コロナウイルスに対する不安をコントロールするには、もうひとつ受け入れるべき現実があります。それは、新型コロナウイルス感染症の影響はコントロールできないという事実です。しかしあなたの反応や行動はコントロールできます。後にこの危機を乗り超えた時、自分がどうあったと思いたいかを考えましょう。

落ち着き、責任ある行動をし、自分や周りを大切にできるのが理想です。

7.日々の目標と繋がり

今の状況を予測できた人はいませんが、私達はその真っ只中に存在し、そこから逃げることはできません。あと数週間で中国と同様に流行曲線を下げることができるかもしれません。

その日まで、コロナウイルスに対する不安を減らすのに役立つ2つの要素があります。それは、目標の設定と大切な人と連絡取り合うことです。

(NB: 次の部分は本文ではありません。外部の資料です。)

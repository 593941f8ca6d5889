//! Conversation primitives exchanged with advisory providers.

use serde::{Deserialize, Serialize};

/// Represents a participant role in an advisory exchange.
#[derive(Debug, Clone, Copy, PartialEq, Eq, Hash, Serialize, Deserialize)]
#[serde(rename_all = "lowercase")]
pub enum Role {
    System,
    User,
    Assistant,
}

impl std::fmt::Display for Role {
    fn fmt(&self, f: &mut std::fmt::Formatter<'_>) -> std::fmt::Result {
        match self {
            Role::System => write!(f, "system"),
            Role::User => write!(f, "user"),
            Role::Assistant => write!(f, "assistant"),
        }
    }
}

/// A single turn.
#[derive(Debug, Clone, PartialEq, Serialize, Deserialize)]
pub struct Message {
    pub role: Role,
    pub content: String,
}

impl Message {
    pub fn new(role: Role, content: impl Into<String>) -> Self {
        Self {
            role,
            content: content.into(),
        }
    }

    pub fn system(content: impl Into<String>) -> Self {
        Self::new(Role::System, content)
    }

    pub fn user(content: impl Into<String>) -> Self {
        Self::new(Role::User, content)
    }

    pub fn assistant(content: impl Into<String>) -> Self {
        Self::new(Role::Assistant, content)
    }
}

/// Token usage statistics from an advisory call.
#[derive(Debug, Clone, Copy, Default, PartialEq, Eq, Serialize, Deserialize)]
pub struct TokenUsage {
    pub input_tokens: usize,
    pub output_tokens: usize,
}

impl TokenUsage {
    pub fn total(&self) -> usize {
        self.input_tokens + self.output_tokens
    }

    pub fn accumulate(&mut self, other: &TokenUsage) {
        self.input_tokens += other.input_tokens;
        self.output_tokens += other.output_tokens;
    }
}

/// A provider reply.
#[derive(Debug, Clone, PartialEq, Serialize, Deserialize)]
pub struct Completion {
    pub content: String,
    pub usage: TokenUsage,
    pub model: String,
}
//! Fairness: stakeholder coverage, data representativeness and bias controls.

use super::keywords::{FAIRNESS_SENSITIVE_SECTORS, FAIRNESS_TERMS, any_contains, sector_in};
use super::rules::Rule;
use super::{EvaluationContext, Evaluator, RecommendationBlocks};
use crate::model::{AiSystemType, Principle, RemediationEffort, RiskLevel, Severity, SystemProfile};
use serde_json::Value;
use std::collections::BTreeMap;

#[derive(Debug, Clone, Copy, Default)]
pub struct FairnessEvaluator;

fn no_affected_populations(p: &SystemProfile, _: &EvaluationContext) -> bool {
    p.affected_populations.is_empty()
}

fn no_training_data(p: &SystemProfile, _: &EvaluationContext) -> bool {
    p.training_data().is_none()
}

fn fairness_prone_type_rated_low(p: &SystemProfile, _: &EvaluationContext) -> bool {
    matches!(
        p.system_type,
        AiSystemType::Classification | AiSystemType::Recommendation | AiSystemType::Nlp
    ) && p.risk_level == RiskLevel::Low
}

fn limitations_ignore_fairness(p: &SystemProfile, _: &EvaluationContext) -> bool {
    !p.known_limitations.is_empty() && !any_contains(&p.known_limitations, FAIRNESS_TERMS)
}

fn high_risk(p: &SystemProfile, _: &EvaluationContext) -> bool {
    p.is_high_risk_eu_ai_act
}

fn sensitive_sector(p: &SystemProfile, _: &EvaluationContext) -> bool {
    sector_in(p, FAIRNESS_SENSITIVE_SECTORS)
}

static RULES: &[Rule] = &[
    Rule::new(
        "001",
        "equity",
        Severity::High,
        0.25,
        RemediationEffort::Medium,
        "Affected populations not identified - cannot assess fairness across groups",
        "Conduct stakeholder analysis to identify all affected groups including vulnerable populations",
        no_affected_populations,
    )
    .weakness("No affected populations identified for fairness analysis")
    .strength(|p| {
        Some(format!(
            "{} affected groups identified",
            p.affected_populations.len()
        ))
    }),
    Rule::new(
        "002",
        "data_quality",
        Severity::High,
        0.20,
        RemediationEffort::Medium,
        "Training data not documented - cannot assess data representativeness",
        "Document training data sources, demographics, and collection methodology",
        no_training_data,
    )
    .weakness("Cannot assess data representativeness without documentation")
    .strength(|_| Some("Training data sources documented".to_string())),
    Rule::new(
        "003",
        "risk_assessment",
        Severity::Medium,
        0.10,
        RemediationEffort::Low,
        "{system_type} systems often have fairness implications - verify risk assessment",
        "Review risk classification considering fairness implications for affected groups",
        fairness_prone_type_rated_low,
    ),
    Rule::new(
        "004",
        "documentation",
        Severity::Medium,
        0.10,
        RemediationEffort::Low,
        "Known limitations don't address fairness concerns",
        "Document any known fairness limitations or bias risks",
        limitations_ignore_fairness,
    )
    .strength(|p| {
        any_contains(&p.known_limitations, FAIRNESS_TERMS)
            .then(|| "Fairness considerations documented in limitations".to_string())
    }),
    Rule::new(
        "005",
        "compliance",
        Severity::Medium,
        0.10,
        RemediationEffort::High,
        "High-risk system requires formal bias testing and fairness metrics",
        "Implement systematic fairness testing with documented metrics and thresholds",
        high_risk,
    )
    .weakness("High-risk system needs enhanced fairness verification"),
    Rule::new(
        "006",
        "compliance",
        Severity::High,
        0.10,
        RemediationEffort::High,
        "{sector} sector has heightened fairness requirements",
        "Review sector-specific anti-discrimination regulations and implement appropriate controls",
        sensitive_sector,
    ),
];

const BLOCKS: RecommendationBlocks = RecommendationBlocks {
    below_0_7: &[
        "Implement fairness metrics monitoring (demographic parity, equalized odds)",
        "Conduct regular bias audits with diverse testing teams",
        "Review data collection processes for sampling bias",
        "Establish fairness thresholds and automated alerts",
    ],
    below_0_5: &[
        "Engage external fairness audit from qualified third party",
        "Implement bias mitigation techniques (re-sampling, re-weighting, adversarial debiasing)",
        "Create fairness review board with diverse representation",
        "Develop remediation process for identified bias issues",
    ],
};

impl Evaluator for FairnessEvaluator {
    fn principle(&self) -> Principle {
        Principle::Fairness
    }

    fn name(&self) -> &'static str {
        "FairnessEvaluator"
    }

    fn rules(&self) -> &'static [Rule] {
        RULES
    }

    fn confidence(&self) -> f64 {
        0.75
    }

    fn methodology(&self) -> &'static str {
        "Profile analysis + bias detection tools (when available)"
    }

    fn limitations(&self) -> &'static [&'static str] {
        &["Full bias analysis requires access to training data and model outputs"]
    }

    fn recommendation_blocks(&self) -> RecommendationBlocks {
        BLOCKS
    }

    fn advisory_focus(&self) -> &'static [&'static str] {
        &[
            "Potential sources of bias",
            "Affected demographic groups",
            "Data representativeness",
            "Fairness metrics and thresholds",
            "Disparate impact risks",
        ]
    }

    fn collect_metrics(&self, profile: &SystemProfile) -> BTreeMap<String, Value> {
        let mut metrics = BTreeMap::new();
        if !profile.affected_populations.is_empty() {
            metrics.insert(
                "affected_groups_count".to_string(),
                Value::from(profile.affected_populations.len()),
            );
        }
        metrics
    }
}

短期の目標と長期の目標を立てましょう。毎日起床時に(読書、パートナーや子どもと新しいことに挑戦する、家の掃除、絵を描くなど)目標を立てるのは良いことです。長期の目標は、達成すべき人生の目的がまだあることを思い起こさせ、自分を導き、希望を与えてくれるものにすべきです。

また、友達や家族と連絡を取り合うことも欠かせません。今こそラインやビデオ通話などが日々の糧になります。これを利用し、希望をもちましょう。

今の状態に対するあなたの姿勢がすべてなのです。